//! Simulator interface used to replay navigation episodes, and a graph-backed
//! implementation of it.
//!
//! [`traits::simulator::Simulator`] is what the replanner and the frame
//! extractor drive. [`devices::graph_sim::GraphSimulator`] implements it from
//! the navigation graph alone, without rendering.

#![warn(missing_docs)]

pub mod devices;
pub mod error;
pub mod traits;

pub use devices::graph_sim::{CameraConfig, GraphSimulator};
pub use error::SimulatorError;
pub use traits::simulator::{Frame, Simulator};
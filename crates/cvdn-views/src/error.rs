#![warn(missing_docs)]

//! Error types for the views library.
//!
//! This module defines error types that can occur when constructing view
//! indices or decoding recorded actions.

use core::fmt;

/// Errors that can occur when working with discrete views and actions.
#[derive(Debug, Clone, PartialEq)]
pub enum ViewError {
    /// Error for a view index outside `[0, 36)`.
    /// This variant is returned when a raw index is converted into a [`crate::ViewIndex`].
    InvalidViewIndex(u32),
    /// Error for an unknown action label.
    /// This variant is returned when a recorded action uses a label outside the vocabulary.
    UnknownActionLabel(&'static str),
}

impl core::fmt::Display for ViewError {
    fn fmt(&self, f: &mut fmt::Formatter<'_>) -> fmt::Result {
        match self {
            ViewError::InvalidViewIndex(index) => {
                write!(f, "Invalid view index: {} is outside [0, 36)", index)
            }
            ViewError::UnknownActionLabel(msg) => write!(f, "Unknown action label: {}", msg),
        }
    }
}

impl core::error::Error for ViewError {}
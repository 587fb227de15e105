//! CVDN / NDH dataset records and JSON Lines split files.
//!
//! Records are typed at the JSON boundary. Fields this tool does not use are
//! kept in flattened maps so that rewritten files carry them through unchanged.

use std::fs::{self, File};
use std::io::{self, BufRead, BufReader, BufWriter, Write};
use std::path::{Path, PathBuf};

use cvdn_views::{ActionCommand, AgentState, ViewIndex};
use serde::{Deserialize, Serialize};
use serde_json::{Map, Value};
use thiserror::Error;
use tracing::debug;

#[derive(Debug, Error)]
pub enum DatasetError {
    /// A line is not valid JSON or lacks a required field.
    #[error("Malformed record at {}:{line}: {source}", .path.display())]
    MalformedRecord {
        path: PathBuf,
        /// 1-based line number.
        line: usize,
        #[source]
        source: serde_json::Error,
    },
    #[error("I/O error on {}: {source}", .path.display())]
    Io {
        path: PathBuf,
        #[source]
        source: io::Error,
    },
}

/// One utterance of the navigator, with the panorama and camera pose it was sent from.
#[derive(Debug, Clone, PartialEq, Serialize, Deserialize)]
pub struct NavMessage {
    pub pano: String,
    pub heading: f64,
    pub elevation: f64,
    #[serde(flatten)]
    pub extra: Map<String, Value>,
}

/// A conversation turn wrapped as `{"message": [...]}`.
#[derive(Debug, Clone, PartialEq, Serialize, Deserialize)]
pub struct MessageTurn {
    pub message: Vec<NavMessage>,
    #[serde(flatten)]
    pub extra: Map<String, Value>,
}

/// A conversation turn of `nav_camera`, in either of the shapes found in the wild.
#[derive(Debug, Clone, PartialEq, Serialize, Deserialize)]
#[serde(untagged)]
pub enum NavTurn {
    Wrapped(MessageTurn),
    Bare(Vec<NavMessage>),
}

impl NavTurn {
    pub fn messages(&self) -> &[NavMessage] {
        match self {
            NavTurn::Wrapped(turn) => &turn.message,
            NavTurn::Bare(messages) => messages,
        }
    }
}

#[derive(Debug, Clone, PartialEq, Serialize, Deserialize)]
pub struct StartPano {
    pub heading: f64,
    #[serde(flatten)]
    pub extra: Map<String, Value>,
}

/// One entry of a turn's action trajectory: the agent state a decision was
/// made from and the action chosen.
#[derive(Debug, Clone, PartialEq, Serialize, Deserialize)]
pub struct TrajectoryStep {
    #[serde(alias = "viewpointId")]
    pub viewpoint: String,
    #[serde(rename = "viewIndex")]
    pub view_index: ViewIndex,
    #[serde(default)]
    pub heading: f64,
    #[serde(default)]
    pub elevation: f64,
    #[serde(default)]
    pub step: usize,
    #[serde(default, skip_serializing_if = "Option::is_none")]
    pub action: Option<ActionCommand>,
}

impl TrajectoryStep {
    pub fn new(state: &AgentState, action: ActionCommand) -> Self {
        Self {
            viewpoint: state.viewpoint.clone(),
            view_index: state.view_index,
            heading: state.heading,
            elevation: state.elevation,
            step: state.step,
            action: Some(action),
        }
    }
}

/// One navigation dialog.
#[derive(Debug, Clone, PartialEq, Serialize, Deserialize)]
pub struct DialogRecord {
    pub scan: String,
    pub nav_camera: Vec<NavTurn>,
    /// Viewpoints of the planner's route; the first is where the episode starts.
    pub planner_path: Vec<String>,
    pub start_pano: StartPano,
    /// Per-turn action trajectories.
    #[serde(default, skip_serializing_if = "Option::is_none")]
    pub actions: Option<Vec<Vec<TrajectoryStep>>>,
    #[serde(flatten)]
    pub extra: Map<String, Value>,
}

/// Location of a split file inside a dataset directory.
pub fn split_path(dir: &Path, split: &str) -> PathBuf {
    dir.join(format!("{split}.jsonl"))
}

/// Reads every record of a JSON Lines file. Blank lines are skipped.
pub fn read_split(path: &Path) -> Result<Vec<DialogRecord>, DatasetError> {
    let io_error = |source| DatasetError::Io {
        path: path.to_path_buf(),
        source,
    };
    let reader = BufReader::new(File::open(path).map_err(io_error)?);

    let mut records = Vec::new();
    for (idx, line) in reader.lines().enumerate() {
        let line = line.map_err(io_error)?;
        if line.trim().is_empty() {
            continue;
        }
        let record = serde_json::from_str(&line).map_err(|source| DatasetError::MalformedRecord {
            path: path.to_path_buf(),
            line: idx + 1,
            source,
        })?;
        records.push(record);
    }
    debug!(path = %path.display(), records = records.len(), "Read split");
    Ok(records)
}

/// Writes `items` as JSON Lines, replacing `path` only once every item was written.
pub fn write_jsonl<T: Serialize>(path: &Path, items: &[T]) -> Result<(), DatasetError> {
    let tmp = path.with_extension("jsonl.tmp");
    let result = write_lines(&tmp, items).and_then(|()| fs::rename(&tmp, path));
    if let Err(source) = result {
        let _ = fs::remove_file(&tmp);
        return Err(DatasetError::Io {
            path: path.to_path_buf(),
            source,
        });
    }
    debug!(path = %path.display(), records = items.len(), "Wrote split");
    Ok(())
}

fn write_lines<T: Serialize>(path: &Path, items: &[T]) -> io::Result<()> {
    let mut out = BufWriter::new(File::create(path)?);
    for item in items {
        serde_json::to_writer(&mut out, item)?;
        out.write_all(b"\n")?;
    }
    out.into_inner().map_err(io::IntoInnerError::into_error)?.sync_all()
}
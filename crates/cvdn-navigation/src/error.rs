//! This module defines the error types used by the `cvdn-navigation` crate.

#![warn(missing_docs)]

use thiserror::Error;

/// Error type for navigation graph and planning operations.
///
/// Every variant is fatal for the split being processed: the inputs are
/// deterministic, so retrying would reproduce the same failure.
#[derive(Debug, Error, PartialEq)]
pub enum NavigationError {
    /// Connectivity data for a scan is missing or malformed.
    #[error("Failed to load navigation graph for scan {scan}: {reason}")]
    GraphLoad {
        /// Scan whose connectivity could not be loaded.
        scan: String,
        /// What went wrong.
        reason: String,
    },
    /// The graph service was queried for a scan it never loaded.
    #[error("Unknown scan: {0}")]
    UnknownScan(String),
    /// A viewpoint is not part of the scan's graph.
    #[error("Unknown viewpoint {viewpoint} in scan {scan}")]
    UnknownViewpoint {
        /// Scan that was searched.
        scan: String,
        /// Viewpoint that was not found.
        viewpoint: String,
    },
    /// Source and goal are disconnected. Indicates a data-integrity problem.
    #[error("No path from {start} to {goal} in scan {scan}")]
    NoPath {
        /// Scan that was searched.
        scan: String,
        /// Start of the requested path.
        start: String,
        /// End of the requested path.
        goal: String,
    },
}

impl NavigationError {
    pub(crate) fn graph_load(scan: &str, reason: impl Into<String>) -> Self {
        NavigationError::GraphLoad {
            scan: scan.to_string(),
            reason: reason.into(),
        }
    }
}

**WORK INSTRUCTIONS:**
Read the entries above, then pull out the lines that include "DatasetError".

**TASK OUTPUT:**
pub enum DatasetError {
pub fn read_split(path: &Path) -> Result<Vec<DialogRecord>, DatasetError> {
    let io_error = |source| DatasetError::Io {
        let record = serde_json::from_str(&line).map_err(|source| DatasetError::MalformedRecord {
pub fn write_jsonl<T: Serialize>(path: &Path, items: &[T]) -> Result<(), DatasetError> {
        return Err(DatasetError::Io {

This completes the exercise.